> Problem to solve
Retype, exactly as they appear below, the lines between the line holding "segment entries fired;" and the line holding "e.triggered = true;", both ends included.

> Records supplied
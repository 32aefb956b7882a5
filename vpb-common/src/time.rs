//! Timestamp utilities

use chrono::{DateTime, Utc};
use std::time::Duration;

/// Get current UTC timestamp
pub fn now() -> DateTime<Utc> {
    Utc::now()
}

/// Convert milliseconds to duration
pub fn millis_to_duration(millis: u64) -> Duration {
    Duration::from_millis(millis)
}

/// Convert a duration to whole milliseconds
pub fn duration_to_millis(duration: Duration) -> u64 {
    duration.as_millis() as u64
}

/// Convert engine-reported seconds (float) to a duration
///
/// Negative and non-finite values clamp to zero; the engine occasionally
/// reports small negative positions around seeks.
pub fn secs_to_duration(secs: f64) -> Duration {
    if secs.is_finite() && secs > 0.0 {
        Duration::from_secs_f64(secs)
    } else {
        Duration::ZERO
    }
}
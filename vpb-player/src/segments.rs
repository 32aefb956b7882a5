//! Segment scheduler - position-driven skip/prompt actions
//!
//! Segment boundaries come from an external metadata source. A fixed-delay
//! poll loop (it keeps ticking while playback is paused) samples the
//! position through the gateway and fires each entry's action exactly once
//! when the position enters the trigger window beginning at the segment's
//! start. The window must exceed the poll interval so that discrete
//! sampling cannot step over a segment start.

use std::sync::{Arc, Mutex};
use std::time::Duration;

use tracing::{debug, info, warn};
use uuid::Uuid;
use vpb_common::events::{EventBus, PlayerEvent};
use vpb_common::time::{duration_to_millis, secs_to_duration};

use crate::engine::gateway::EngineGateway;
use crate::engine::protocol::props;

/// Recommended handling for a segment, supplied by the metadata source
#[derive(Debug, Clone, Copy, PartialEq, Eq)]
pub enum SegmentAction {
    /// Seek directly past the segment
    Skip,
    /// Surface a prompt instead of seeking
    AskToSkip,
    /// Leave the segment alone
    Nothing,
}

/// A time range within a media item (intro, recap, outro)
#[derive(Debug, Clone, PartialEq, Eq)]
pub struct MediaSegment {
    pub id: Uuid,
    pub start: Duration,
    pub end: Duration,
}

/// A segment with its action and one-way trigger latch
///
/// `triggered` transitions false -> true at most once per playback session
/// and is never reset; entries are destroyed and rebuilt when a new item
/// begins or monitoring is cleared.
#[derive(Debug, Clone)]
struct SegmentActionEntry {
    segment: MediaSegment,
    action: SegmentAction,
    triggered: bool,
}

#[derive(Debug, Default)]
struct SchedulerInner {
    entries: Vec<SegmentActionEntry>,
    /// Bumped on every apply/clear; a running poll loop exits when its
    /// generation is stale (cancellation by ceasing rescheduling)
    generation: u64,
}

/// Position-polling scheduler for segment actions
pub struct SegmentScheduler {
    gateway: Arc<EngineGateway>,
    events: EventBus,
    poll_interval: Duration,
    window: Duration,
    inner: Arc<Mutex<SchedulerInner>>,
}

impl SegmentScheduler {
    /// `window` must exceed `poll_interval`; validated by `BridgeConfig`.
    pub fn new(
        gateway: Arc<EngineGateway>,
        events: EventBus,
        poll_interval: Duration,
        window: Duration,
    ) -> Self {
        if window <= poll_interval {
            warn!(
                "Segment window {:?} does not exceed poll interval {:?}; \
                 segment starts may be missed",
                window, poll_interval
            );
        }
        Self {
            gateway,
            events,
            poll_interval,
            window,
            inner: Arc::new(Mutex::new(SchedulerInner::default())),
        }
    }

    /// Install the segment list for the current item and (re)start polling
    ///
    /// Segments whose action is `Nothing` are dropped. With no remaining
    /// entries this behaves like `clear`. Idempotent under re-entry: a
    /// previous poll loop notices the stale generation and exits.
    pub fn apply(&self, segments: Vec<(MediaSegment, SegmentAction)>) {
        let entries: Vec<SegmentActionEntry> = segments
            .into_iter()
            .filter(|(_, action)| *action != SegmentAction::Nothing)
            .map(|(segment, action)| SegmentActionEntry {
                segment,
                action,
                triggered: false,
            })
            .collect();

        let generation = {
            let mut inner = self.inner.lock().unwrap();
            inner.generation += 1;
            inner.entries = entries;
            if inner.entries.is_empty() {
                debug!("No actionable segments; poll loop not started");
                return;
            }
            info!("Segment monitoring started: {} entries", inner.entries.len());
            inner.generation
        };

        self.spawn_poll_loop(generation);
    }

    /// Stop the poll loop and discard pending entries
    pub fn clear(&self) {
        let mut inner = self.inner.lock().unwrap();
        inner.generation += 1;
        if !inner.entries.is_empty() {
            debug!("Segment monitoring cleared");
        }
        inner.entries.clear();
    }

    /// Number of entries that have not fired yet
    pub fn pending_count(&self) -> usize {
        self.inner
            .lock()
            .unwrap()
            .entries
            .iter()
            .filter(|e| !e.triggered)
            .count()
    }

    fn spawn_poll_loop(&self, generation: u64) {
        let inner = Arc::clone(&self.inner);
        let gateway = Arc::clone(&self.gateway);
        let events = self.events.clone();
        let poll_interval = self.poll_interval;
        let window = self.window;

        tokio::spawn(async move {
            loop {
                // Fixed delay, not fixed rate: tick execution time does not
                // cause compounding drift
                tokio::time::sleep(poll_interval).await;

                let position = secs_to_duration(gateway.get_property_double(props::TIME_POS));

                let due: Vec<(MediaSegment, SegmentAction)> = {
                    let mut guard = inner.lock().unwrap();
                    if guard.generation != generation {
                        break;
                    }
                    if guard.entries.iter().all(|e| e.triggered) {
                        debug!("All segment entries fired; poll loop ending");
                        break;
                    }
                    guard
                        .entries
                        .iter_mut()
                        .filter(|e| {
                            !e.triggered && entry_due(e.segment.start, position, window)
                        })
                        .map(|e| {
                            e.triggered = true;
                            (e.segment.clone(), e.action)
                        })
                        .collect()
                };

                for (segment, action) in due {
                    perform_action(&gateway, &events, &segment, action);
                }
            }
        });
    }
}

/// Whether `position` lies within the trigger window starting at `start`
fn entry_due(start: Duration, position: Duration, window: Duration) -> bool {
    position >= start && position < start + window
}

fn perform_action(
    gateway: &EngineGateway,
    events: &EventBus,
    segment: &MediaSegment,
    action: SegmentAction,
) {
    match action {
        SegmentAction::Skip => {
            let target = format!("{:.3}", segment.end.as_secs_f64());
            info!("Skipping segment to {}s", target);
            if gateway
                .execute_command(&["seek", &target, "absolute"])
                .is_ok()
            {
                events.emit_lossy(PlayerEvent::SegmentSkipped {
                    segment_id: segment.id,
                    skipped_to_ms: duration_to_millis(segment.end),
                    timestamp: vpb_common::time::now(),
                });
            }
        }
        SegmentAction::AskToSkip => {
            events.emit_lossy(PlayerEvent::SegmentSkipPrompt {
                segment_id: segment.id,
                start_ms: duration_to_millis(segment.start),
                end_ms: duration_to_millis(segment.end),
                timestamp: vpb_common::time::now(),
            });
        }
        SegmentAction::Nothing => {}
    }
}
#[cfg(test)]
mod tests {
    use super::*;
    use tokio::sync::broadcast::Receiver;

    fn machine() -> (PlaybackStateMachine, Receiver<PlayerEvent>) {
        let bus = EventBus::new(64);
        let rx = bus.subscribe();
        (PlaybackStateMachine::new(bus), rx)
    }

    fn drain(rx: &mut Receiver<PlayerEvent>) -> Vec<String> {
        let mut types = Vec::new();
        while let Ok(event) = rx.try_recv() {
            types.push(event.event_type().to_string());
        }
        types
    }

    #[test]
    fn test_initial_state() {
        let (sm, _rx) = machine();
        assert_eq!(sm.state(), PlayState::Uninitialized);
    }

    #[test]
    fn test_idle_dominates_all_signals() {
        let (sm, _rx) = machine();
        sm.on_start_file();
        sm.signal_paused(true);
        sm.signal_idle(true);
        assert_eq!(sm.state(), PlayState::Idle);

        // Idle outranks eof as well
        sm.signal_eof(true);
        assert_eq!(sm.state(), PlayState::Idle);
    }

    #[test]
    fn test_eof_dominates_paused() {
        let (sm, _rx) = machine();
        sm.on_start_file();
        sm.signal_idle(false);
        sm.signal_eof(true);
        assert_eq!(sm.state(), PlayState::Ended);

        // ENDED is terminal for the item: pause flips cannot leave it
        sm.signal_paused(true);
        assert_eq!(sm.state(), PlayState::Ended);
        sm.signal_paused(false);
        assert_eq!(sm.state(), PlayState::Ended);
    }

    #[test]
    fn test_paused_and_playing() {
        let (sm, _rx) = machine();
        sm.on_start_file();
        sm.signal_paused(true);
        assert_eq!(sm.state(), PlayState::Paused);
        sm.signal_paused(false);
        assert_eq!(sm.state(), PlayState::Playing);
    }

    #[test]
    fn test_state_is_function_of_latest_signals() {
        // Same final signal values must yield the same state regardless of
        // the order in which the changes arrived.
        let orders: Vec<Vec<(&str, bool)>> = vec![
            vec![("idle", true), ("idle", false)],
            vec![("paused", true), ("paused", false)],
            vec![
                ("paused", true),
                ("idle", true),
                ("idle", false),
                ("paused", false),
            ],
            vec![
                ("idle", true),
                ("paused", true),
                ("paused", false),
                ("idle", false),
            ],
        ];

        for order in orders {
            let (sm, _rx) = machine();
            sm.on_start_file();
            for (signal, value) in &order {
                match *signal {
                    "paused" => sm.signal_paused(*value),
                    "idle" => sm.signal_idle(*value),
                    _ => unreachable!(),
                }
            }
            assert_eq!(
                sm.state(),
                PlayState::Playing,
                "signal order {:?} should still derive PLAYING",
                order
            );
        }
    }

    #[test]
    fn test_prepared_fires_exactly_once_per_item() {
        let (sm, mut rx) = machine();
        sm.set_item(Some(Uuid::new_v4()));
        sm.on_start_file();

        // Signals settle out of order, flipping several times
        sm.signal_idle(true);
        sm.signal_paused(true);
        sm.signal_idle(false);
        sm.signal_paused(false); // first entry into the active conjunction
        sm.signal_paused(true);
        sm.signal_paused(false); // re-entry must not refire

        let types = drain(&mut rx);
        let prepared_count = types.iter().filter(|t| *t == "PlaybackPrepared").count();
        assert_eq!(prepared_count, 1);
    }

    #[test]
    fn test_prepared_fires_again_for_next_item() {
        let (sm, mut rx) = machine();
        sm.on_start_file();
        sm.signal_idle(true);
        sm.signal_idle(false); // first item becomes active

        sm.signal_idle(true); // between files
        sm.on_start_file(); // next item
        sm.signal_idle(false); // second item becomes active

        let types = drain(&mut rx);
        let prepared_count = types.iter().filter(|t| *t == "PlaybackPrepared").count();
        assert_eq!(prepared_count, 2);
    }

    #[test]
    fn test_seek_bracket() {
        let (sm, _rx) = machine();
        sm.on_start_file();
        sm.signal_idle(true);
        sm.signal_idle(false);
        assert_eq!(sm.state(), PlayState::Playing);

        sm.on_seek_begin();
        assert_eq!(sm.state(), PlayState::Seeking);

        // Signals mid-seek do not leave SEEKING
        sm.signal_paused(true);
        assert_eq!(sm.state(), PlayState::Seeking);

        // The matching restart recomputes from the latest signals
        sm.on_playback_restart();
        assert_eq!(sm.state(), PlayState::Paused);
    }

    #[test]
    fn test_error_terminal_until_reset() {
        let (sm, mut rx) = machine();
        sm.on_start_file();
        sm.on_error("demuxer failure");
        assert_eq!(sm.state(), PlayState::Error);

        // No signal leaves ERROR
        sm.signal_idle(true);
        sm.signal_paused(false);
        assert_eq!(sm.state(), PlayState::Error);

        // Nor a new start-file
        sm.on_start_file();
        assert_eq!(sm.state(), PlayState::Error);

        let types = drain(&mut rx);
        assert!(types.contains(&"PlaybackError".to_string()));

        sm.reset();
        assert_eq!(sm.state(), PlayState::Uninitialized);
    }

    #[test]
    fn test_completed_fires_on_ended() {
        let (sm, mut rx) = machine();
        let item = Uuid::new_v4();
        sm.set_item(Some(item));
        sm.on_start_file();
        sm.signal_paused(false);
        sm.signal_idle(false);
        sm.signal_eof(true);

        let mut completed = 0;
        while let Ok(event) = rx.try_recv() {
            if let PlayerEvent::PlaybackCompleted { item_id, .. } = event {
                assert_eq!(item_id, Some(item));
                completed += 1;
            }
        }
        assert_eq!(completed, 1);
    }

    #[test]
    fn test_end_to_end_scenario() {
        // Loading with idle+pause reported, then start, play, and finish.
        let (sm, mut rx) = machine();
        sm.on_start_file();
        assert_eq!(sm.state(), PlayState::Loading);

        sm.signal_idle(true);
        sm.signal_paused(true);
        assert_eq!(sm.state(), PlayState::Idle);

        sm.on_start_file();
        sm.signal_idle(false);
        sm.signal_paused(false);
        assert_eq!(sm.state(), PlayState::Playing);

        sm.signal_eof(true);
        assert_eq!(sm.state(), PlayState::Ended);

        let types = drain(&mut rx);
        assert_eq!(
            types.iter().filter(|t| *t == "PlaybackPrepared").count(),
            1
        );
        assert!(types.contains(&"PlaybackCompleted".to_string()));
    }

    #[test]
    fn test_start_file_after_ended_returns_to_loading() {
        let (sm, _rx) = machine();
        sm.on_start_file();
        sm.signal_eof(true);
        assert_eq!(sm.state(), PlayState::Ended);

        sm.on_start_file();
        assert_eq!(sm.state(), PlayState::Loading);
        assert!(!sm.signals().eof_reached);
    }
}
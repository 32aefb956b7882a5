//! Track model and inventory parsing
//!
//! Tracks are parsed from the engine's JSON track inventory. The catalog is
//! replaced wholesale on each refresh; malformed records are skipped and a
//! malformed payload yields an empty inventory rather than an error.

pub mod catalog;

pub use catalog::TrackCatalog;

use serde_json::Value;
use tracing::warn;

/// Media type of a track (closed set)
#[derive(Debug, Clone, Copy, PartialEq, Eq, Hash)]
pub enum TrackKind {
    Video,
    Audio,
    Subtitle,
}

impl TrackKind {
    /// Parse the engine's type tag ("video" / "audio" / "sub")
    pub fn from_engine_str(s: &str) -> Option<Self> {
        match s {
            "video" => Some(TrackKind::Video),
            "audio" => Some(TrackKind::Audio),
            "sub" => Some(TrackKind::Subtitle),
            _ => None,
        }
    }
}

impl std::fmt::Display for TrackKind {
    fn fmt(&self, f: &mut std::fmt::Formatter<'_>) -> std::fmt::Result {
        match self {
            TrackKind::Video => write!(f, "video"),
            TrackKind::Audio => write!(f, "audio"),
            TrackKind::Subtitle => write!(f, "subtitle"),
        }
    }
}

/// Type-specific track attributes
#[derive(Debug, Clone, PartialEq)]
pub enum TrackDetail {
    Video {
        width: i64,
        height: i64,
        fps: f64,
    },
    Audio {
        channels: i64,
        sample_rate: i64,
    },
    Subtitle {
        /// Loaded from an external file rather than the media container
        external: bool,
        /// Source path for external subtitles
        path: Option<String>,
    },
}

/// One selectable elementary stream within a media item
///
/// The id is unique within its type-scope, not globally.
#[derive(Debug, Clone, PartialEq)]
pub struct Track {
    pub id: i64,
    pub kind: TrackKind,
    pub title: Option<String>,
    pub language: Option<String>,
    pub codec: Option<String>,
    pub is_default: bool,
    pub is_forced: bool,
    pub is_selected: bool,
    pub detail: TrackDetail,
}

impl Track {
    /// Human-readable label: title, falling back to language, then codec
    pub fn display_title(&self) -> String {
        if let Some(title) = &self.title {
            if !title.is_empty() {
                return title.clone();
            }
        }
        if let Some(lang) = &self.language {
            if !lang.is_empty() {
                return lang.clone();
            }
        }
        match &self.codec {
            Some(codec) if !codec.is_empty() => codec.clone(),
            _ => format!("{} {}", self.kind, self.id),
        }
    }
}

/// Externally supplied stream descriptor used for cross-indexing
///
/// The descriptor list comes from application-level metadata, not from the
/// engine; `index` is the application's stream index.
#[derive(Debug, Clone, Copy, PartialEq, Eq)]
pub struct StreamDescriptor {
    pub kind: TrackKind,
    pub is_external: bool,
    pub index: usize,
}

/// Parse the engine's track inventory JSON into per-kind sequences
///
/// Engine-reported order is preserved within each kind. Returns empty
/// sequences on malformed or missing payload.
pub(crate) fn parse_track_list(json: &str) -> (Vec<Track>, Vec<Track>, Vec<Track>) {
    let mut video = Vec::new();
    let mut audio = Vec::new();
    let mut subtitle = Vec::new();

    let parsed: Value = match serde_json::from_str(json) {
        Ok(value) => value,
        Err(e) => {
            warn!("Malformed track inventory: {}", e);
            return (video, audio, subtitle);
        }
    };

    let Some(records) = parsed.as_array() else {
        warn!("Track inventory is not an array");
        return (video, audio, subtitle);
    };

    for record in records {
        match parse_track(record) {
            Some(track) => match track.kind {
                TrackKind::Video => video.push(track),
                TrackKind::Audio => audio.push(track),
                TrackKind::Subtitle => subtitle.push(track),
            },
            None => warn!("Skipping unparseable track record: {}", record),
        }
    }

    (video, audio, subtitle)
}

/// Parse one inventory record; `None` when id or type is missing/unknown
fn parse_track(record: &Value) -> Option<Track> {
    let id = record.get("id")?.as_i64()?;
    let kind = TrackKind::from_engine_str(record.get("type")?.as_str()?)?;

    let detail = match kind {
        TrackKind::Video => TrackDetail::Video {
            width: field_i64(record, "demux-w"),
            height: field_i64(record, "demux-h"),
            fps: record
                .get("demux-fps")
                .and_then(Value::as_f64)
                .unwrap_or(0.0),
        },
        TrackKind::Audio => TrackDetail::Audio {
            channels: field_i64(record, "demux-channel-count"),
            sample_rate: field_i64(record, "demux-samplerate"),
        },
        TrackKind::Subtitle => TrackDetail::Subtitle {
            external: field_bool(record, "external"),
            path: field_string(record, "external-filename"),
        },
    };

    Some(Track {
        id,
        kind,
        title: field_string(record, "title"),
        language: field_string(record, "lang"),
        codec: field_string(record, "codec"),
        is_default: field_bool(record, "default"),
        is_forced: field_bool(record, "forced"),
        is_selected: field_bool(record, "selected"),
        detail,
    })
}

fn field_string(record: &Value, key: &str) -> Option<String> {
    record
        .get(key)
        .and_then(Value::as_str)
        .map(|s| s.to_string())
}

fn field_bool(record: &Value, key: &str) -> bool {
    record.get(key).and_then(Value::as_bool).unwrap_or(false)
}

fn field_i64(record: &Value, key: &str) -> i64 {
    record.get(key).and_then(Value::as_i64).unwrap_or(0)
}

/// Positional cross-index between the engine's per-kind track order and the
/// non-external entries of the descriptor list
///
/// The Nth engine track (inventory order) corresponds to the Nth
/// non-external descriptor (descriptor order) of the same kind. Both
/// orderings must enumerate the same underlying streams in the same
/// relative order; this is a hard precondition on the caller. A count
/// mismatch is logged and the mapping proceeds over the shorter prefix.
pub(crate) fn positional_descriptor_indices(
    descriptors: &[StreamDescriptor],
    kind: TrackKind,
    native_count: usize,
) -> Vec<usize> {
    let positions: Vec<usize> = descriptors
        .iter()
        .filter(|d| d.kind == kind && !d.is_external)
        .map(|d| d.index)
        .collect();

    if !positions.is_empty() && positions.len() != native_count {
        warn!(
            "{} descriptor count ({}) does not match engine track count ({}); \
             cross-index limited to the shorter prefix",
            kind,
            positions.len(),
            native_count
        );
    }

    positions
}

> Task result
                        debug!("All segment entries fired; poll loop ending");
                        break;
                    }
                    guard
                        .entries
                        .iter_mut()
                        .filter(|e| {
                            !e.triggered && entry_due(e.segment.start, position, window)
                        })
                        .map(|e| {
                            e.triggered = true;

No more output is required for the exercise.